*Assignment*
Go through the material below, noting each line where the string "message" appears, and give only the total.
———
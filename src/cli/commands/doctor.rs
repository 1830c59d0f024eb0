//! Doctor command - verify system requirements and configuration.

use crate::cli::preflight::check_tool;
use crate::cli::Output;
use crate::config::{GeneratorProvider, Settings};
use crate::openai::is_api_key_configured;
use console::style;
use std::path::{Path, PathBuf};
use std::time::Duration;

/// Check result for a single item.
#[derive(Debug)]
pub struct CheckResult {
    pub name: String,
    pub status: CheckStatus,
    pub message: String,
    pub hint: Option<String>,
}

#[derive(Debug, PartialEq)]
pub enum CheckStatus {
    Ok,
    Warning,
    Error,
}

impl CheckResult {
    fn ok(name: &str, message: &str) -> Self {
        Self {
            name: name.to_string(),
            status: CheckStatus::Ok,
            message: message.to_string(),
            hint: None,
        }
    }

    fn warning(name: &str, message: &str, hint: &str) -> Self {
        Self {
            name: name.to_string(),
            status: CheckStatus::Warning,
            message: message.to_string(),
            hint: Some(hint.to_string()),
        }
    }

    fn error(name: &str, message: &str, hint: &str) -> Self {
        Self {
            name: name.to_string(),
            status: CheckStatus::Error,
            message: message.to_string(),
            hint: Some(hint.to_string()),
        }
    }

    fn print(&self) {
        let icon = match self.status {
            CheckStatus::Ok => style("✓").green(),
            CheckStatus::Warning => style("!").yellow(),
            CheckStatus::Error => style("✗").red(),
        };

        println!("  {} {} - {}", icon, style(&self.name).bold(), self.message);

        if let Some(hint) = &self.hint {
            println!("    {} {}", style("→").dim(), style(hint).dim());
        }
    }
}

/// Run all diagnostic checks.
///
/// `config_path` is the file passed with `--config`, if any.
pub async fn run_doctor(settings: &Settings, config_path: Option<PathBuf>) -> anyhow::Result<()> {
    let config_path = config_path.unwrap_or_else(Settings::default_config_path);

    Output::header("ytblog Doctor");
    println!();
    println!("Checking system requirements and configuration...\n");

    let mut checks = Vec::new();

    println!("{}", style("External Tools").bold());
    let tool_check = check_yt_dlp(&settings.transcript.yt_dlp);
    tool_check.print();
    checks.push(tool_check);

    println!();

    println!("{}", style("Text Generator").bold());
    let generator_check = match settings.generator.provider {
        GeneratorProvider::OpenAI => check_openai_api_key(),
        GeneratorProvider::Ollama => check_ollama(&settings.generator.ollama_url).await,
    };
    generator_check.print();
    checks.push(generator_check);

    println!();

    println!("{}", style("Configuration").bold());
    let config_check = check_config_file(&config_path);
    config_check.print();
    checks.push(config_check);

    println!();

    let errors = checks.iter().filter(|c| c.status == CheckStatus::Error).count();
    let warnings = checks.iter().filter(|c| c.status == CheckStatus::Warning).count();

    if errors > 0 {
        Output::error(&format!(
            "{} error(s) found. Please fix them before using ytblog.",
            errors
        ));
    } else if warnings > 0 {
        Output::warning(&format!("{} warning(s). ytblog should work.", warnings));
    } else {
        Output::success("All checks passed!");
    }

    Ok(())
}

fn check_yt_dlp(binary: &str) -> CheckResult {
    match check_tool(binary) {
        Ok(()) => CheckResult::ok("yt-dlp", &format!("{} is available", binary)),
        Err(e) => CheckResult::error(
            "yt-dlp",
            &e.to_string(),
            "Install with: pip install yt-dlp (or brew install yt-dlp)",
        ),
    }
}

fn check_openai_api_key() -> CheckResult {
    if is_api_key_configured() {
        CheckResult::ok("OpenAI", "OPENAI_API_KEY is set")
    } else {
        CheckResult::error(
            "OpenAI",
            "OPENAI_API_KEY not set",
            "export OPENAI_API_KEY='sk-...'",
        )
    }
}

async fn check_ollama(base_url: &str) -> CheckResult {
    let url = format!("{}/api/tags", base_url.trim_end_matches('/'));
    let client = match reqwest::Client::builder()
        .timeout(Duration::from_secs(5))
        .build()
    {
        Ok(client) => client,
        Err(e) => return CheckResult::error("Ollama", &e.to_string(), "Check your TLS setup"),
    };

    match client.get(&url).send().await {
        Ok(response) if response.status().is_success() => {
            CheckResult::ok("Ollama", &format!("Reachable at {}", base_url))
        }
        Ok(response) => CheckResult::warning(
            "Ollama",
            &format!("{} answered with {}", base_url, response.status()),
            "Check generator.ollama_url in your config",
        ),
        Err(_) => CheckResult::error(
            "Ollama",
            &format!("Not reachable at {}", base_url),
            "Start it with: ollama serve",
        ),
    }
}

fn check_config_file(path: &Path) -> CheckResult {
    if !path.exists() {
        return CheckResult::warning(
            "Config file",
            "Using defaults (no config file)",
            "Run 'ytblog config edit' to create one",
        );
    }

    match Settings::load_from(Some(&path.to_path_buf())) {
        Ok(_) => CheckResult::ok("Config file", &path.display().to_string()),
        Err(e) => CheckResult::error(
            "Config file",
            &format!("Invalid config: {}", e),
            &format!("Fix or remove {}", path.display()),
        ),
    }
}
———
*Written response*
8